As for noncompliant patients, Bill Clinton was among the healthiest presidents in recent history — yet needed open-heart surgery after leaving office to avoid a major heart attack, admitting he'd quit taking his cholesterol-lowering medicine.

The 25th Amendment — sparked by the Kennedy assassination and ratified in 1967 — spells out what happens if a president dies or is disabled and clearly unable to lead. There's a backup team, so pay attention to potential vice presidents' health, too, Mariano advised.

That amendment isn't just for worst-case scenarios but for temporary illness, too. Yet until recently it had been invoked only once: When President Reagan had colon surgery and briefly turned over power to his vice president. His staff hadn't brought up the option a few years earlier when Reagan was shot, shades of Murray's captive-king.

A Working Group on Presidential Disability in the late 1990s recommended making that temporary transfer of power routine instead of a big deal — and Murray praised President Bush for doing so twice, when he was sedated for a 2002 colonoscopy and again last year when he had colon polyps removed.

Conversely, Bush's doctors revealed his treatment for early-stage Lyme disease a year after he'd undergone it.

No one says a president's doctor has to volunteer information, Murray said, just that they're advised to tell the truth when they do talk.

But what most worried last week's physician panel are harder-to-prove impairments, such as problems with brain function or judgment. What if a leader shows subtle signs of Alzheimer's disease, psychiatric illness, or cognitive problems due to, say, heart disease? What if the doctors and politicians disagree — how should White House doctors balance the First Patient's right to privacy with their duty to the country?

"The president is a citizen like anyone else and therefore has a right to privacy," Murray stressed. "They're not interested in you knowing any chink in their armor."

Illness has changed history. Stalin rose to power due to Lenin's stroke, for example. Historians debate the impact of Winston Churchill's drinking and use of sedatives during World War II.

Indeed, when Pyenson led a CIA study of world leaders' health, he found that on average six a year suffer an assassination attempt, one successful — while two a year suffer a heart attack and one or two more are diagnosed with cancer.

As for presidents, it's hard to imagine one today having jaw surgery for cancer on a boat to keep it secret, as Cleveland did. But consider how doctors denied the extent of Roosevelt's illness even while recording whopping blood pressures of 260/150.
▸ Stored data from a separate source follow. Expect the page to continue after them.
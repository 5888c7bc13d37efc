pub mod sqlite;

use std::fmt;
use std::str::FromStr;

use chrono::{DateTime, Utc};
use serde::Serialize;

use crate::app::Result;
use crate::domain::EventRecord;

pub use sqlite::SqliteStore;

/// Outcome of a full-refresh write.
#[derive(Debug, Clone, Default, PartialEq, Eq)]
pub struct PersistReport {
    /// Rows inserted
    pub written: usize,
    /// Rows ignored because their url was already present
    pub skipped: usize,
    pub failures: Vec<RowFailure>,
}

/// A single row the store refused.
#[derive(Debug, Clone, PartialEq, Eq)]
pub struct RowFailure {
    pub title: String,
    pub url: String,
    pub reason: String,
}

/// An event row as read back from the store.
#[derive(Debug, Clone, PartialEq, Eq, Serialize)]
pub struct StoredEvent {
    pub id: i64,
    #[serde(flatten)]
    pub event: EventRecord,
}

/// Columns the listing may be sorted by. Anything else is rejected before
/// it gets near SQL.
#[derive(Debug, Clone, Copy, Default, PartialEq, Eq)]
pub enum SortColumn {
    #[default]
    Id,
    Title,
    StartTime,
    Platform,
    EventType,
    EventDate,
}

impl SortColumn {
    pub fn column(&self) -> &'static str {
        match self {
            SortColumn::Id => "id",
            SortColumn::Title => "title",
            SortColumn::StartTime => "start_time",
            SortColumn::Platform => "platform",
            SortColumn::EventType => "event_type",
            SortColumn::EventDate => "event_date",
        }
    }
}

impl fmt::Display for SortColumn {
    fn fmt(&self, f: &mut fmt::Formatter<'_>) -> fmt::Result {
        f.write_str(self.column())
    }
}

impl FromStr for SortColumn {
    type Err = String;

    fn from_str(s: &str) -> std::result::Result<Self, Self::Err> {
        match s.trim().to_ascii_lowercase().replace('-', "_").as_str() {
            "id" => Ok(SortColumn::Id),
            "title" => Ok(SortColumn::Title),
            "start_time" => Ok(SortColumn::StartTime),
            "platform" => Ok(SortColumn::Platform),
            "event_type" | "type" => Ok(SortColumn::EventType),
            "event_date" | "date" => Ok(SortColumn::EventDate),
            other => Err(format!(
                "Unknown sort column '{}' (expected id, title, start_time, platform, event_type or event_date)",
                other
            )),
        }
    }
}

/// Filters of the listing query. Empty filters are ignored.
#[derive(Debug, Clone, Default)]
pub struct EventQuery {
    /// Platform label, exact match
    pub platform: Option<String>,
    /// Substring of the title
    pub title: Option<String>,
    /// Substring of the event type
    pub event_type: Option<String>,
    pub sort: SortColumn,
    pub descending: bool,
    pub limit: Option<usize>,
}

/// One orchestrator run, as kept in the run log.
#[derive(Debug, Clone, PartialEq, Eq, Serialize)]
pub struct RunRecord {
    pub started_at: DateTime<Utc>,
    pub finished_at: DateTime<Utc>,
    pub raw_count: usize,
    pub unique_count: usize,
    pub persisted_count: usize,
    pub adapters_ok: usize,
    pub adapters_failed: usize,
    /// How the persist phase ended ("persisted", "skipped-empty", "failed")
    pub outcome: String,
}

pub trait EventStore: Send + Sync {
    /// Replace the whole event table with `events`. An empty slice leaves the
    /// table untouched. Rows the store refuses are reported, not fatal.
    fn replace_all(&self, events: &[EventRecord]) -> Result<PersistReport>;

    fn query_events(&self, query: &EventQuery) -> Result<Vec<StoredEvent>>;

    /// Row counts per platform label, largest first.
    fn platform_counts(&self) -> Result<Vec<(String, i64)>>;

    fn count(&self) -> Result<i64>;

    fn record_run(&self, run: &RunRecord) -> Result<i64>;

    fn last_run(&self) -> Result<Option<RunRecord>>;
}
Similarly, Mariano pointed to Paul Tsongas, who in 1992 sought the Democratic presidential nomination as a cancer survivor. Although he campaigned saying he'd been cancer-free since a 1986 bone-marrow transplant — and had some doctors vouch for him — it was later disclosed that he'd actually had another tumor. Then shortly after the 1992 election, his lymphoma returned; he died five years later from treatment complications.

So when candidates release medical information, "they'll submit pieces of history to you," Mariano said. Not necessarily the whole story.